## The problem
The stretch wanted below opens at the line containing "code reports unconditionally." and closes at the line containing "pub fn report(&self, event: Progress)". Please return it exactly, with no other lines.

^^^^^^^^

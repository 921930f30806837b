use crate::error::Result;
use std::fs::File;
use std::path::PathBuf;
use tracing_subscriber::{filter::LevelFilter, fmt, prelude::*};

/// Installs the global tracing subscriber: a compact stderr layer filtered
/// by the requested verbosity, plus an optional verbose file layer.
pub fn setup_logging(verbosity: u8, quiet: bool, log_file: &Option<PathBuf>) -> Result<()> {
    let level_filter = if quiet {
        LevelFilter::OFF
    } else {
        match verbosity {
            0 => LevelFilter::WARN,
            1 => LevelFilter::INFO,
            2 => LevelFilter::DEBUG,
            _ => LevelFilter::TRACE,
        }
    };

    let stderr_layer = fmt::layer()
        .with_writer(std::io::stderr)
        .with_ansi(true)
        .with_target(false)
        .compact();

    let subscriber = tracing_subscriber::registry()
        .with(level_filter)
        .with(stderr_layer);

    if let Some(path) = log_file {
        let file = File::create(path)?;
        let file_layer = fmt::layer()
            .with_writer(file)
            .with_ansi(false)
            .with_thread_ids(true)
            .with_target(true);
        subscriber.with(file_layer).init();
    } else {
        subscriber.init();
    }

    Ok(())
}

#[cfg(test)]
mod tests {
    use super::*;
    use serial_test::serial;
    use std::sync::Once;
    use tracing::{debug, info, warn};

    static INIT: Once = Once::new();

    fn ensure_global_logger_is_set() {
        INIT.call_once(|| {
            setup_logging(3, false, &None).expect("failed to set up global logger for tests");
        });
    }

    #[test]
    #[serial]
    fn initialization_and_macros_work() {
        ensure_global_logger_is_set();
        warn!("warning event");
        info!("info event");
        debug!("debug event");
    }

    #[test]
    #[serial]
    fn reinitializing_the_global_subscriber_panics() {
        ensure_global_logger_is_set();
        let result = std::panic::catch_unwind(|| setup_logging(1, false, &None));
        assert!(result.is_err());
    }
}
/// Events emitted while a screening call runs.
///
/// `ScreenStart` carries the raw candidate count before deduplication, so an
/// observer sees the true size of the sweep even when reduction later
/// collapses candidates.
#[derive(Debug, Clone)]
pub enum Progress {
    PhaseStart { name: &'static str },
    PhaseFinish,

    ScreenStart { candidates: u64 },
    CandidateScreened,
    ScreenFinish,

    Message(String),
}

pub type ProgressCallback<'a> = Box<dyn Fn(Progress) + Send + Sync + 'a>;

/// Forwards progress events to an optional observer callback.
///
/// A reporter without a callback is free: every event is dropped without
/// allocation, so library code reports unconditionally.
#[derive(Default)]
pub struct ProgressReporter<'a> {
    callback: Option<ProgressCallback<'a>>,
}

impl<'a> ProgressReporter<'a> {
    pub fn new() -> Self {
        Self::default()
    }

    pub fn with_callback(callback: ProgressCallback<'a>) -> Self {
        Self {
            callback: Some(callback),
        }
    }

    #[inline]
    pub fn report(&self, event: Progress) {
        if let Some(cb) = &self.callback {
            cb(event);
        }
    }
}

^^^^^^^^

## Response to the task
/// allocation, so library code reports unconditionally.
#[derive(Default)]
pub struct ProgressReporter<'a> {
    callback: Option<ProgressCallback<'a>>,
}

impl<'a> ProgressReporter<'a> {
    pub fn new() -> Self {
        Self::default()
    }

    pub fn with_callback(callback: ProgressCallback<'a>) -> Self {
        Self {
            callback: Some(callback),
        }
    }

    #[inline]
    pub fn report(&self, event: Progress) {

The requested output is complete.